Silk is made from the strands of a protein called fibroin which are then wound to make a strong, flexible fibre unlike any material humans have been able to produce.
While it is produced by a range of invertebrate animals, the most commonly known producers are moth caterpillars and spiders, those being the producers of commercial silk and the strongest silk, respectively.
Silkworms are the larva, or caterpillar, of the Bombyx silkmoth and are utilised for silk textile production as they are easily farmed in great numbers.
The silkworm pupates in a protective cocoon which it spins from silk secreted from its salivary glands. The cocoon's silk is colourless and it is easily cleared of minerals, making them an ideal material for winding into a thread.

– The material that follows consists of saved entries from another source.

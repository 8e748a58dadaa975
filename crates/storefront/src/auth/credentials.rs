//! Bearer token slot in durable storage.

use std::sync::Arc;

use secrecy::{ExposeSecret, SecretString};

use crate::models::storage_keys;
use crate::storage::{Storage, StorageError};

/// Reads and writes the bearer token issued by the identity endpoint.
///
/// The token is kept apart from the persisted snapshot so that clearing the
/// session never depends on rewriting the cart.
#[derive(Clone)]
pub struct CredentialStore {
    storage: Arc<dyn Storage>,
}

impl CredentialStore {
    /// Wrap a storage backend.
    #[must_use]
    pub fn new(storage: Arc<dyn Storage>) -> Self {
        Self { storage }
    }

    /// The stored token, if any.
    ///
    /// Read failures are logged and treated as "no token".
    #[must_use]
    pub fn token(&self) -> Option<SecretString> {
        match self.storage.get(storage_keys::AUTH_TOKEN) {
            Ok(Some(raw)) => {
                let token = raw.trim();
                (!token.is_empty()).then(|| SecretString::from(token.to_owned()))
            }
            Ok(None) => None,
            Err(e) => {
                tracing::warn!(error = %e, "Failed to read stored token");
                None
            }
        }
    }

    /// Whether a token is stored.
    #[must_use]
    pub fn has_token(&self) -> bool {
        self.token().is_some()
    }

    /// Store a new token, replacing the previous one.
    ///
    /// # Errors
    ///
    /// Returns an error if the token cannot be written.
    pub fn set_token(&self, token: &SecretString) -> Result<(), StorageError> {
        self.storage
            .set(storage_keys::AUTH_TOKEN, token.expose_secret())
    }

    /// Discard the stored token.
    ///
    /// # Errors
    ///
    /// Returns an error if the token cannot be removed.
    pub fn clear(&self) -> Result<(), StorageError> {
        self.storage.remove(storage_keys::AUTH_TOKEN)
    }
}

impl std::fmt::Debug for CredentialStore {
    fn fmt(&self, f: &mut std::fmt::Formatter<'_>) -> std::fmt::Result {
        f.debug_struct("CredentialStore")
            .field("token", &self.has_token().then_some("[REDACTED]"))
            .finish()
    }
}
//! Freezing a validated checkout and the cart into a draft order.

use rust_decimal::Decimal;

use verger_core::FulfillmentType;

use super::validation::ValidatedCheckout;
use crate::api::{DraftOrder, OrderItem};
use crate::cart::CartLine;
use crate::config::CheckoutSettings;

/// Delivery fee for a fulfillment type.
#[must_use]
pub fn delivery_fee(fulfillment: FulfillmentType, settings: &CheckoutSettings) -> Decimal {
    match fulfillment {
        FulfillmentType::Delivery => settings.delivery_fee,
        FulfillmentType::Store => Decimal::ZERO,
    }
}

impl OrderItem {
    /// Freeze a cart line.
    #[must_use]
    pub fn from_line(line: &CartLine, settings: &CheckoutSettings) -> Self {
        Self {
            product_id: line.product.id.clone(),
            title: line.product.title.clone(),
            variant: line.variant.descriptor(),
            unit_type: line.variant.unit.kind().to_owned(),
            grams: line.variant.unit.grams(),
            quantity: line.quantity,
            unit_price: line.variant.price,
            line_total: line.line_total(),
            image: line.product.image.clone(),
            currency: settings.currency,
        }
    }
}

impl DraftOrder {
    /// Build the order body from a validated checkout and the cart lines.
    #[must_use]
    pub fn build(
        validated: ValidatedCheckout,
        lines: &[CartLine],
        settings: &CheckoutSettings,
    ) -> Self {
        let items: Vec<OrderItem> = lines
            .iter()
            .map(|line| OrderItem::from_line(line, settings))
            .collect();
        let subtotal: Decimal = items.iter().map(|item| item.line_total).sum();
        let delivery_fee = delivery_fee(validated.fulfillment.kind(), settings);

        Self {
            items,
            customer: validated.customer,
            fulfillment: validated.fulfillment,
            subtotal,
            delivery_fee,
            total: subtotal + delivery_fee,
            currency: settings.currency,
            payment_method: validated.payment_method,
            discount_code: validated.discount_code,
        }
    }
}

Although silkworm silk has been historically the most useful, spider silk may be the material of the future! At up to five times as strong as the equivalent steel thread and almost three times stronger than Kevlar, spider silk's strength is unrivalled in nature.
Spiders secrete liquid silk proteins out of structures called spigots located on the spinnerets at the rear of the abdomen. On touching the air the liquid proteins solidify into long strands which are partly coiled, giving its elasticity. The spinnerets then wind these strands around each other, like threads in a cord, to create a strong silk fibre.
Spiders use this super silk in a variety of ways, such as in webs, as a net or lasso, and as a safety line. Tarantulas are even able to secrete silk from their feet, walking like spiderman up smooth surfaces.
As an incredibly strong, elastic material, spider silk has the potential for a variety of applications, such as a biodegradable replacement for plastics or even rip-resistant paper. Spider silk could be utilised by the military to create body armour that replaces Kevlar, or for medical use as the scaffolding for artificial skin or sutures for wounds. Its potential antimicrobial properties may even help to prevent infection!
However, spider silk has proved hard to mass produce.
Spiders only contain a small amount of silk and as predators they will often cannibalise other spiders making farming in great numbers problematic, while harvesting from individual spiders is too labour intensive.
Genetics To The Rescue!
The limitations on spider farming hasn't dissuaded some researchers who have found several methods of spider silk replication through genetic modification.
Other research has shown that silkworms given spider silk genes will excrete tougher and more flexible silk which is both twice as strong and elastic as standard silkworm silk. Meanwhile a group of Korean researchers have produced silk from genetically modified E. coli bacteria.
However, replicating spider spinnerets in winding silk proteins into an equivalently strong thread is one hurdle we are yet to overcome before products made of spider's super silk become commonplace.